Josie, standing watch on the top step, has no trouble
convincing her brother or her cousin
who, at two, take as gospel almost anything
she says. Even I, their father, am almost ready to believe
given how much rain we've had.
so we build an ark out of the stairs
and nudge as many gorillas, hippos, jaguars as we can up
onto it. As soon as Grammy gets home
with Baby Sadie, we find a spot for them too,
halfway to the second floor
between reluctant giraffes and ridiculously long snakes.
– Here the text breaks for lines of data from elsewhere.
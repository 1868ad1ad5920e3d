//! Cell payloads: the element variants a grid can hold and how they are built
//!
//! Each concrete element type implements [`Element`], which ties it to a
//! stable on-disk [`ElementKind`] tag and supplies its constructor and payload
//! codec. [`GridElement`] is the tagged union stored in grid cells.

use std::fmt;
use std::str::FromStr;

use rand::{Rng, SeedableRng, rngs::StdRng};

use crate::grid::coordinate::GridCoordinate;
use crate::io::codec::{ByteReader, ByteWriter};
use crate::io::configuration::{
    MARKER_LABEL_PREFIX, MAX_MARKER_LABEL_LEN, TERRAIN_MAX_ELEVATION, TERRAIN_SEA_LEVEL,
};
use crate::io::error::{GridError, Result, format_error, invalid_parameter};

/// Stable tag identifying a concrete element variant in map files
#[derive(Debug, Clone, Copy, PartialEq, Eq, Hash, PartialOrd, Ord)]
#[repr(u16)]
pub enum ElementKind {
    /// Plain cell carrying only an identifier
    Basic = 1,
    /// Cell with a random elevation and derived passability
    Terrain = 2,
    /// Cell carrying a free-form text label
    Marker = 3,
}

impl ElementKind {
    /// All kinds known to this build, in tag order
    pub const ALL: [Self; 3] = [Self::Basic, Self::Terrain, Self::Marker];

    /// Numeric tag written to map files
    pub const fn tag(self) -> u16 {
        self as u16
    }

    /// Look up a kind by its numeric tag
    pub const fn from_tag(tag: u16) -> Option<Self> {
        match tag {
            1 => Some(Self::Basic),
            2 => Some(Self::Terrain),
            3 => Some(Self::Marker),
            _ => None,
        }
    }

    /// Lowercase name used on the command line and in messages
    pub const fn name(self) -> &'static str {
        match self {
            Self::Basic => "basic",
            Self::Terrain => "terrain",
            Self::Marker => "marker",
        }
    }
}

impl fmt::Display for ElementKind {
    fn fmt(&self, f: &mut fmt::Formatter<'_>) -> fmt::Result {
        f.write_str(self.name())
    }
}

impl FromStr for ElementKind {
    type Err = GridError;

    fn from_str(s: &str) -> std::result::Result<Self, Self::Err> {
        Self::ALL
            .into_iter()
            .find(|kind| kind.name().eq_ignore_ascii_case(s))
            .ok_or_else(|| invalid_parameter("kind", &s, &"expected basic, terrain or marker"))
    }
}

/// Shared state threaded through element construction during one generation
///
/// Identifiers and random draws are handed out in the order cells are
/// constructed, so the fill direction is observable through them.
#[derive(Debug, Clone)]
pub struct BuildContext {
    // None once u64::MAX has been issued
    next_id: Option<u64>,
    rng: StdRng,
}

impl BuildContext {
    /// Start a context whose identifiers begin at 1
    pub fn new(seed: u64) -> Self {
        Self::resuming(seed, Some(1))
    }

    /// Start a context whose next identifier is `next_id`
    ///
    /// `None` yields a context with no identifiers left.
    pub fn resuming(seed: u64, next_id: Option<u64>) -> Self {
        Self {
            next_id: next_id.map(|id| id.max(1)),
            rng: StdRng::seed_from_u64(seed),
        }
    }

    /// Hand out the next identifier
    ///
    /// # Errors
    ///
    /// Returns `IdentifiersExhausted` once `u64::MAX` has been issued
    pub fn next_id(&mut self) -> Result<u64> {
        let id = self
            .next_id
            .ok_or(GridError::IdentifiersExhausted { last: u64::MAX })?;
        self.next_id = id.checked_add(1);
        Ok(id)
    }

    /// Identifier the next call to [`Self::next_id`] will return
    pub const fn peek_id(&self) -> Option<u64> {
        self.next_id
    }

    /// Random source for element construction
    pub const fn rng(&mut self) -> &mut StdRng {
        &mut self.rng
    }
}

/// Behaviour every concrete element type provides
pub trait Element: Into<GridElement> + Sized {
    /// Tag under which this type is registered and persisted
    const KIND: ElementKind;

    /// Build a fresh element for `coordinate`
    ///
    /// # Errors
    ///
    /// Returns `IdentifiersExhausted` if the element needs an identifier and
    /// none remain
    fn construct(context: &mut BuildContext, coordinate: GridCoordinate) -> Result<Self>;

    /// Append the variant-specific payload
    fn encode(&self, out: &mut ByteWriter<'_>);

    /// Rebuild an element from its payload
    ///
    /// # Errors
    ///
    /// Returns a format error if the payload is truncated or holds invalid values
    fn decode(reader: &mut ByteReader<'_>, coordinate: GridCoordinate) -> Result<Self>;
}

/// Plain element identified by an incrementing id
#[derive(Debug, Clone, PartialEq, Eq)]
pub struct BasicElement {
    /// Cell this element occupies
    pub coordinate: GridCoordinate,
    /// Identifier assigned in construction order
    pub id: u64,
}

impl Element for BasicElement {
    const KIND: ElementKind = ElementKind::Basic;

    fn construct(context: &mut BuildContext, coordinate: GridCoordinate) -> Result<Self> {
        Ok(Self {
            coordinate,
            id: context.next_id()?,
        })
    }

    fn encode(&self, out: &mut ByteWriter<'_>) {
        out.put_u64(self.id);
    }

    fn decode(reader: &mut ByteReader<'_>, coordinate: GridCoordinate) -> Result<Self> {
        Ok(Self {
            coordinate,
            id: reader.u64("basic id")?,
        })
    }
}

/// Terrain cell with an elevation drawn at construction
#[derive(Debug, Clone, PartialEq, Eq)]
pub struct TerrainElement {
    /// Cell this element occupies
    pub coordinate: GridCoordinate,
    /// Height in `[0, TERRAIN_MAX_ELEVATION]`
    pub elevation: u8,
    /// Whether units may stand here
    pub passable: bool,
}

impl Element for TerrainElement {
    const KIND: ElementKind = ElementKind::Terrain;

    fn construct(context: &mut BuildContext, coordinate: GridCoordinate) -> Result<Self> {
        let elevation = context.rng().random_range(0..=TERRAIN_MAX_ELEVATION);
        Ok(Self {
            coordinate,
            elevation,
            passable: elevation >= TERRAIN_SEA_LEVEL,
        })
    }

    fn encode(&self, out: &mut ByteWriter<'_>) {
        out.put_u8(self.elevation);
        out.put_u8(u8::from(self.passable));
    }

    fn decode(reader: &mut ByteReader<'_>, coordinate: GridCoordinate) -> Result<Self> {
        let elevation = reader.u8("terrain elevation")?;
        let passable = match reader.u8("terrain passable flag")? {
            0 => false,
            1 => true,
            other => {
                return Err(format_error(&format!(
                    "terrain passable flag at {coordinate} must be 0 or 1, found {other}"
                )));
            }
        };
        Ok(Self {
            coordinate,
            elevation,
            passable,
        })
    }
}

const _: () = assert!(MAX_MARKER_LABEL_LEN <= u16::MAX as usize);

/// Labelled cell, typically a spawn point or waypoint placed in the editor
///
/// The label is kept private so its length always fits the on-disk prefix.
#[derive(Debug, Clone, PartialEq, Eq)]
pub struct MarkerElement {
    /// Cell this element occupies
    pub coordinate: GridCoordinate,
    label: String,
}

impl MarkerElement {
    /// Create a marker with an explicit label
    ///
    /// # Errors
    ///
    /// Returns an error if the label exceeds [`MAX_MARKER_LABEL_LEN`] bytes
    pub fn labelled(coordinate: GridCoordinate, label: impl Into<String>) -> Result<Self> {
        let label = label.into();
        check_label(&label)?;
        Ok(Self { coordinate, label })
    }

    /// UTF-8 label, at most [`MAX_MARKER_LABEL_LEN`] bytes
    pub fn label(&self) -> &str {
        &self.label
    }

    /// Replace the label; on error the old label is kept
    ///
    /// # Errors
    ///
    /// Returns an error if the label exceeds [`MAX_MARKER_LABEL_LEN`] bytes
    pub fn set_label(&mut self, label: impl Into<String>) -> Result<()> {
        let label = label.into();
        check_label(&label)?;
        self.label = label;
        Ok(())
    }

    /// Counter value embedded in a generated `marker-N` label
    pub fn generated_id(&self) -> Option<u64> {
        self.label.strip_prefix(MARKER_LABEL_PREFIX)?.parse().ok()
    }
}

fn check_label(label: &str) -> Result<()> {
    if label.len() > MAX_MARKER_LABEL_LEN {
        return Err(invalid_parameter(
            "label",
            &format!("{} bytes", label.len()),
            &format!("must be at most {MAX_MARKER_LABEL_LEN} bytes"),
        ));
    }
    Ok(())
}

impl Element for MarkerElement {
    const KIND: ElementKind = ElementKind::Marker;

    fn construct(context: &mut BuildContext, coordinate: GridCoordinate) -> Result<Self> {
        Ok(Self {
            coordinate,
            label: format!("{MARKER_LABEL_PREFIX}{}", context.next_id()?),
        })
    }

    fn encode(&self, out: &mut ByteWriter<'_>) {
        // Every constructor bounds the label by MAX_MARKER_LABEL_LEN
        let bytes = self.label.as_bytes();
        out.put_u16(u16::try_from(bytes.len()).unwrap_or(u16::MAX));
        out.put_bytes(bytes);
    }

    fn decode(reader: &mut ByteReader<'_>, coordinate: GridCoordinate) -> Result<Self> {
        let len = reader.u16("marker label length")?;
        let bytes = reader.take(usize::from(len), "marker label")?;
        let label = std::str::from_utf8(bytes)
            .map_err(|e| format_error(&format!("marker label at {coordinate}: {e}")))?
            .to_string();
        Ok(Self { coordinate, label })
    }
}

/// Tagged union of every element variant a cell can hold
#[derive(Debug, Clone, PartialEq, Eq)]
pub enum GridElement {
    /// See [`BasicElement`]
    Basic(BasicElement),
    /// See [`TerrainElement`]
    Terrain(TerrainElement),
    /// See [`MarkerElement`]
    Marker(MarkerElement),
}

impl GridElement {
    /// Variant tag of this element
    pub const fn kind(&self) -> ElementKind {
        match self {
            Self::Basic(_) => ElementKind::Basic,
            Self::Terrain(_) => ElementKind::Terrain,
            Self::Marker(_) => ElementKind::Marker,
        }
    }

    /// Cell this element records as its own
    pub const fn coordinate(&self) -> GridCoordinate {
        match self {
            Self::Basic(e) => e.coordinate,
            Self::Terrain(e) => e.coordinate,
            Self::Marker(e) => e.coordinate,
        }
    }

    /// Identifier, for variants that carry one
    pub const fn id(&self) -> Option<u64> {
        match self {
            Self::Basic(e) => Some(e.id),
            Self::Terrain(_) | Self::Marker(_) => None,
        }
    }

    /// Value this element took from the build counter, if recoverable
    ///
    /// Covers basic ids and markers whose label still has the generated form.
    pub fn sequence_id(&self) -> Option<u64> {
        match self {
            Self::Basic(e) => Some(e.id),
            Self::Marker(e) => e.generated_id(),
            Self::Terrain(_) => None,
        }
    }

    /// Append the variant-specific payload
    pub fn encode_payload(&self, out: &mut ByteWriter<'_>) {
        match self {
            Self::Basic(e) => e.encode(out),
            Self::Terrain(e) => e.encode(out),
            Self::Marker(e) => e.encode(out),
        }
    }

    pub(crate) const fn relocate(&mut self, coordinate: GridCoordinate) {
        match self {
            Self::Basic(e) => e.coordinate = coordinate,
            Self::Terrain(e) => e.coordinate = coordinate,
            Self::Marker(e) => e.coordinate = coordinate,
        }
    }
}

impl From<BasicElement> for GridElement {
    fn from(element: BasicElement) -> Self {
        Self::Basic(element)
    }
}

impl From<TerrainElement> for GridElement {
    fn from(element: TerrainElement) -> Self {
        Self::Terrain(element)
    }
}

impl From<MarkerElement> for GridElement {
    fn from(element: MarkerElement) -> Self {
        Self::Marker(element)
    }
}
Maggie's already started to cry—Tyler's grown bored
with being her favorite cousin and moved two steps up
and the world might actually be ending,
it's raining that hard. When Sadie hears her sister
sobbing, she sobs too,
though maybe less because the earth's flooding
and more because her diaper's damp.
Then the world goes dark. At first, I think it's Josie's doing
on lookout on the top stair—close
to the light switch—but then I see she's shivering too
as if the story she'd made up has come to pass.
Once you unleash thunder and lightning,
it's hard to call them back—
stuffed ocelots, kookaburra birds, and panda bears
not enough to persuade a tsunami
to change its destiny. It's your fault!
Maggie accuses her cousin, and I don't know how
to comfort Josie, too many jungle cats between us.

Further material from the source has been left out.